R (Booker) v NHS Oldham and Direct Line Insurance PLC [2010] EWHC 2593 (Admin)- read judgment

The High Court has held that where a claimant agrees a damages settlement that includes an indemnity to fund private nursing care should existing NHS provision be withdrawn, it was unlawful for a primary care trust to cease its funding of the claimant’s care on the basis that her needs would be met through the settlement.

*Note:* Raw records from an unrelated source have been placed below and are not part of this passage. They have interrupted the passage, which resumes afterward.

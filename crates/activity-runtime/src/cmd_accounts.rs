//! `activity-feed accounts`: configured accounts and their connection state.

use crate::config::FeedConfig;
use crate::context::pad;

pub fn cmd_accounts(config: &FeedConfig) {
    println!("{}", format_accounts(config));
}

pub fn format_accounts(config: &FeedConfig) -> String {
    if config.accounts.is_empty() {
        return "(no accounts configured)".to_string();
    }
    let name_width = config
        .accounts
        .iter()
        .map(|a| a.name.chars().count())
        .max()
        .unwrap_or(0)
        .max("ACCOUNT".len());

    let mut lines = vec![format!("{}  {:<12}  FEED", pad("ACCOUNT", name_width), "STATE")];
    for account in &config.accounts {
        let state = if account.connected {
            "connected"
        } else {
            "disconnected"
        };
        lines.push(format!(
            "{}  {:<12}  {}",
            pad(&account.name, name_width),
            state,
            account.feed.display()
        ));
    }
    lines.join("\n")
}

The claimant, B, was a tetraplegic who had sustained her injuries in a road traffic accident. She had received care from the defendant NHS trust (“the Trust”) over a number of years, and there was no dispute that her medical needs made her eligible for future care. In October 2009, B’s personal injury case was settled on the basis of both a lump sum and periodical payments, the latter due to commence from 15 December 2011. In respect of the period between the settlement date and the first periodical payment, a series of “safety net undertakings” were given by both sides in the litigation, and by DLI, the insurer of the injury claim defendant. These were to the effect that B would use her best endeavours to maintain the NHS funded care that she was receiving, but, should it nonetheless be withdrawn, DLI would indemnify B against the cost of providing replacement care. In June 2010, the Trust informed B that it intended to withdraw its provision of care from her with effect from the autumn, on the basis that B had elected to receive private care and hence no longer required NHS services. B sought judicial review of this decision.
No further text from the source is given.